When we hear the words: Cryptocurrencies, ICOs and Token sales, what usually comes to mind are either the next big thing in tech, millennials becoming overnight millionaires or major financial fraud. Out of the thousands of new crypto-currencies and digital tokens that have been launched over the last few years, more than half have already proven to be very poor investments. In some cases, the projects turn out to be scams, with the sole purpose of defrauding investors. Increased government regulation and more detailed due diligence by investors has proven to be a great initiative to decreasing the number of dishonest projects However, a new type of crypto-based fraud has been emerging that misleads investors by sitting on top of a legitimate project.
This is when the “nesting scam” begins. Coined after the scam’s nature of nesting on top of more reputable protocols, first, the scammers mint a fake token that pretends to be built on top of a highly reputable protocol such as EOS or Tron.
There is very little company or project information given on the platform listing the fake token. Usually, there is only a link to the official web site of the original token and the scammers use the official logo of the original token.

Of course, some basic due diligence of the official web site will prove that the original token is built on a different protocol than the fake token. However, because of the hype, some investors get excited and invest without doing the proper due diligence.
Once an investor has invested, scammers generate a very large number of transactions on the network by trading their own crypto between each other. This fake traffic drives up the transaction volume and the fraudulent project starts to rise up on the leaderboard ranking of the protocol that it’s built on. Not wanting to miss the opportunity some investors start investing in the fake project and within a few weeks, millions of investors’ money disappear into the scammer’s pockets.
The more credible and anticipated a token sale project is, the more in danger they are of being victims of “Nesting Scam”
Enter Cryptyk
Cryptyk is a blue-chip blockchain project focusing on Enterprise Cloud Security and Storage.

The San Francisco based company already has strong traction of being the official IBM Embedded Solutions Partner for blockchain and cloud services.
Since access latency or speed is just as important as security for most enterprise cloud storage applications (for example, live editing and real-time collaboration), Cryptyk uses “hybrid blockchain technology” that allows them to provide highly secure decentralized storage without suffering the poor latency issues that other blockchain-only platforms suffer.

Their cyber-security and storage ecosystem is driven by the Cryptyk Token or CTK for short.
Being one of these highly anticipated projects focused on the massive cyber-security market, Cryptyk became a perfect target for the new scam.
When they announced that they were going to be doing a token sale, a project claiming to be Cryptyk created a fake CTK token and listed itself on the Tron Network.
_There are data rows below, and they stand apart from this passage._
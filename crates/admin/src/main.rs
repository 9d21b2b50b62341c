//! Jade Market Admin - back-office JSON API.
//!
//! This binary serves the management API on port 3001.
//!
//! # Architecture
//!
//! - Axum handlers returning JSON, gated by role-based session auth
//! - Two `PostgreSQL` pools: the admin database (accounts, sessions) and
//!   the shop database it manages
//! - SMTP delivery for invoice emails, asset host for image uploads

#![cfg_attr(not(test), forbid(unsafe_code))]

use sentry::integrations::tracing as sentry_tracing;
use tracing_subscriber::{layer::SubscriberExt, util::SubscriberInitExt};

use jademart_admin::config::AdminConfig;
use jademart_admin::state::AppState;
use jademart_admin::{db, middleware, routes};

/// Initialize Sentry error tracking and return guard that must be kept alive.
fn init_sentry(config: &AdminConfig) -> Option<sentry::ClientInitGuard> {
    let dsn = config.sentry_dsn.as_ref()?;

    let guard = sentry::init((
        dsn.as_str(),
        sentry::ClientOptions {
            release: sentry::release_name!(),
            environment: config
                .sentry_environment
                .clone()
                .map(std::borrow::Cow::Owned),
            attach_stacktrace: true,
            ..Default::default()
        },
    ));

    tracing::info!("Sentry initialized");
    Some(guard)
}

/// Filter tracing events to Sentry event types.
fn sentry_event_filter(metadata: &tracing::Metadata<'_>) -> sentry_tracing::EventFilter {
    match *metadata.level() {
        tracing::Level::ERROR | tracing::Level::WARN => sentry_tracing::EventFilter::Event,
        tracing::Level::INFO | tracing::Level::DEBUG => sentry_tracing::EventFilter::Breadcrumb,
        _ => sentry_tracing::EventFilter::Ignore,
    }
}

#[tokio::main]
async fn main() {
    // Load configuration from environment (needed for Sentry init)
    let config = AdminConfig::from_env().expect("Failed to load configuration");

    // Initialize Sentry (must be done before tracing subscriber)
    let _sentry_guard = init_sentry(&config);

    // Initialize tracing with EnvFilter and Sentry integration
    let env_filter = tracing_subscriber::EnvFilter::try_from_default_env()
        .unwrap_or_else(|_| "jademart_admin=info,tower_http=debug".into());

    tracing_subscriber::registry()
        .with(env_filter)
        .with(tracing_subscriber::fmt::layer())
        .with(sentry_tracing::layer().event_filter(sentry_event_filter))
        .init();

    // Connect to both databases
    let admin_pool = db::create_pool(&config.admin_database_url)
        .await
        .expect("Failed to create admin database pool");
    let shop_pool = db::create_pool(&config.shop_database_url)
        .await
        .expect("Failed to create shop database pool");
    tracing::info!("Database pools created");

    // NOTE: Migrations are NOT run automatically on startup.
    // Run them explicitly via: cargo run -p jademart-cli -- migrate all

    let state =
        AppState::new(config.clone(), admin_pool, shop_pool).expect("Failed to build app state");

    // Create session layer (sessions live in the admin database)
    let session_layer = middleware::create_session_layer(state.admin_pool(), state.config());

    // Build router
    let app = routes::routes()
        .layer(session_layer)
        .layer(tower_http::trace::TraceLayer::new_for_http())
        .with_state(state)
        // Sentry layers (outermost for full request coverage)
        .layer(sentry_tower::NewSentryLayer::new_from_top())
        .layer(sentry_tower::SentryHttpLayer::new().enable_transaction());

    // Start server
    let addr = config.socket_addr();
    tracing::info!("admin panel listening on {}", addr);

    let listener = tokio::net::TcpListener::bind(addr)
        .await
        .expect("Failed to bind to address");

    axum::serve(listener, app)
        .with_graceful_shutdown(shutdown_signal())
        .await
        .expect("Server error");
}

/// Wait for shutdown signal (Ctrl+C or SIGTERM).
async fn shutdown_signal() {
    let ctrl_c = async {
        tokio::signal::ctrl_c()
            .await
            .expect("Failed to install Ctrl+C handler");
    };

    #[cfg(unix)]
    let terminate = async {
        tokio::signal::unix::signal(tokio::signal::unix::SignalKind::terminate())
            .expect("Failed to install signal handler")
            .recv()
            .await;
    };

    #[cfg(not(unix))]
    let terminate = std::future::pending::<()>();

    tokio::select! {
        () = ctrl_c => {},
        () = terminate => {},
    }

    tracing::info!("Shutdown signal received, starting graceful shutdown");
}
The official CTK token is listed at a price of 12.5 cents per token.

With this in mind, the scammers simply started selling the fake CTK token on the Tron network for around 1 cent each (or < 10% of the real CTK tokens value). Purchasing CTK at over a 90% discount was simply too good to resist for many. The scammers pumped the fake token network with thousands of microtransactions between themselves and watched the transaction volume rise up on the Tron leaderboard. Soon enough the fake CTK became the number one TRX token based on trading volume. Over US$2 million was scammed in just a few weeks. Not only did this scam hurt Cryptyk’s legitimate public sale efforts but $2 million from investors was lost forever. When interviewed, Cryptyk’s CEO Dr. Adam Weigold commented that “I suppose imitation is the greatest form of flattery and it says a lot about our project that people want to copy us. The scam has certainly slowed our public sale efforts in recent weeks, but now it has been removed from Tron we are confident of selling all our authentic CTK tokens by our February 8 th close date for the public sale. Who I feel for the most are the thousands of small investors who got taken in by this sort of scam. I fear it will be the first of many unless platforms implement more rigorous due diligence process when onboarding projects on to the protocols. Cryptyk was founded in 2015 by quantum physicist Dr. Adam Weigold and Cyber-security specialist Raghu Kotha. Their team includes industry veterans from Silicon Valley Bank, NYSE, Morgan Stanley, Cisco Systems and Ericson. They have been involved in numerous technology startups and IPO’s and know how to build an enterprise-focused product to scale. They also have an impressive list of strategic partners, most notably IBM who view the Cryptyk platform as the ideal cloud storage solution for the financial services industry..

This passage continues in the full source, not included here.